## GOAL OF THE EXERCISE
Return every line of the entries that includes the word "insert".

## PROVIDED ENTRIES
+===+

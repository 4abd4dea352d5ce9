//! Mapping between Docker Engine API models and runtime boundary types.
use std::collections::HashMap;

use bollard::errors::Error as BollardError;
use bollard::exec::CreateExecOptions;
use bollard::models::{ContainerInspectResponse, ContainerStateStatusEnum, EventMessage};
use chrono::{DateTime, TimeZone, Utc};

use stevedore_core::runtime::{
    ContainerAction, ContainerFilter, ContainerInfo, ExecRequest, RuntimeError, RuntimeEvent,
};
use stevedore_model::{ContainerStatus, Labels};

pub(crate) fn status_from_state(state: &ContainerStateStatusEnum) -> Option<ContainerStatus> {
    match state {
        ContainerStateStatusEnum::CREATED => Some(ContainerStatus::Created),
        ContainerStateStatusEnum::RUNNING => Some(ContainerStatus::Running),
        ContainerStateStatusEnum::PAUSED => Some(ContainerStatus::Paused),
        ContainerStateStatusEnum::RESTARTING => Some(ContainerStatus::Restarting),
        ContainerStateStatusEnum::REMOVING => Some(ContainerStatus::Removing),
        ContainerStateStatusEnum::EXITED => Some(ContainerStatus::Exited),
        ContainerStateStatusEnum::DEAD => Some(ContainerStatus::Dead),
        ContainerStateStatusEnum::EMPTY => None,
    }
}

/// `StartedAt` of a container; the zero time of never started containers maps to `None`.
pub(crate) fn parse_started_at(value: &str) -> Option<DateTime<Utc>> {
    DateTime::parse_from_rfc3339(value)
        .ok()
        .map(|t| t.with_timezone(&Utc))
        .filter(|t| t.timestamp() > 0)
}

pub(crate) fn container_from_inspect(resp: ContainerInspectResponse) -> Result<ContainerInfo, RuntimeError> {
    let id = resp
        .id
        .ok_or_else(|| RuntimeError::Invalid("container without id".into()))?;
    let state = resp.state.unwrap_or_default();
    let status = state
        .status
        .as_ref()
        .and_then(status_from_state)
        .ok_or_else(|| RuntimeError::Invalid(format!("container {id} has no known state")))?;
    let config = resp.config.unwrap_or_default();

    Ok(ContainerInfo {
        name: resp
            .name
            .map(|n| n.trim_start_matches('/').to_string())
            .unwrap_or_default(),
        image: config.image.or(resp.image).unwrap_or_default(),
        status,
        labels: config.labels.unwrap_or_default().into_iter().collect(),
        started_at: state.started_at.as_deref().and_then(parse_started_at),
        id,
    })
}

/// Lifecycle event of a container; other event types and actions yield `None`.
pub(crate) fn event_from_message(msg: EventMessage) -> Option<RuntimeEvent> {
    let action = ContainerAction::from_action(msg.action.as_deref()?)?;
    let actor = msg.actor?;
    let container_id = actor.id?;

    let time = match (msg.time_nano, msg.time) {
        (Some(nanos), _) => Utc.timestamp_nanos(nanos),
        (None, Some(secs)) => Utc.timestamp_opt(secs, 0).single()?,
        (None, None) => Utc::now(),
    };

    Some(RuntimeEvent {
        action,
        container_id,
        attributes: actor.attributes.unwrap_or_default().into_iter().collect::<Labels>(),
        time,
    })
}

/// Server-side filters for the containers list endpoint.
pub(crate) fn list_filters(filter: &ContainerFilter) -> HashMap<String, Vec<String>> {
    let mut filters = HashMap::new();
    if !filter.statuses.is_empty() {
        filters.insert(
            "status".to_string(),
            filter.statuses.iter().map(|s| s.as_str().to_string()).collect(),
        );
    }
    if !filter.labels.is_empty() {
        filters.insert("label".to_string(), filter.labels.clone());
    }
    filters
}

pub(crate) fn event_filters() -> HashMap<String, Vec<String>> {
    HashMap::from([
        ("type".to_string(), vec!["container".to_string()]),
        (
            "event".to_string(),
            ContainerAction::ALL.iter().map(|a| a.as_str().to_string()).collect(),
        ),
    ])
}

/// Exec creation options; the command is split with POSIX shell word rules.
pub(crate) fn exec_options(req: &ExecRequest) -> Result<CreateExecOptions<String>, RuntimeError> {
    let cmd = shlex::split(&req.command)
        .filter(|words| !words.is_empty())
        .ok_or_else(|| RuntimeError::Invalid(format!("cannot split command: {}", req.command)))?;

    Ok(CreateExecOptions {
        cmd: Some(cmd),
        user: Some(req.user.clone()).filter(|u| !u.is_empty()),
        env: Some(req.environment.to_exec_vars()).filter(|e| !e.is_empty()),
        working_dir: req.workdir.clone(),
        attach_stdout: Some(true),
        attach_stderr: Some(true),
        ..Default::default()
    })
}

/// Classify an API error; a 404 means the object is gone.
pub(crate) fn api_error(err: BollardError, id: &str) -> RuntimeError {
    match err {
        BollardError::DockerResponseServerError { status_code: 404, .. } => {
            RuntimeError::NotFound(id.to_string())
        }
        other => RuntimeError::Api(other.to_string()),
    }
}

+===+

## SOLUTION TO THIS PROBLEM
        filters.insert(
        filters.insert("label".to_string(), filter.labels.clone());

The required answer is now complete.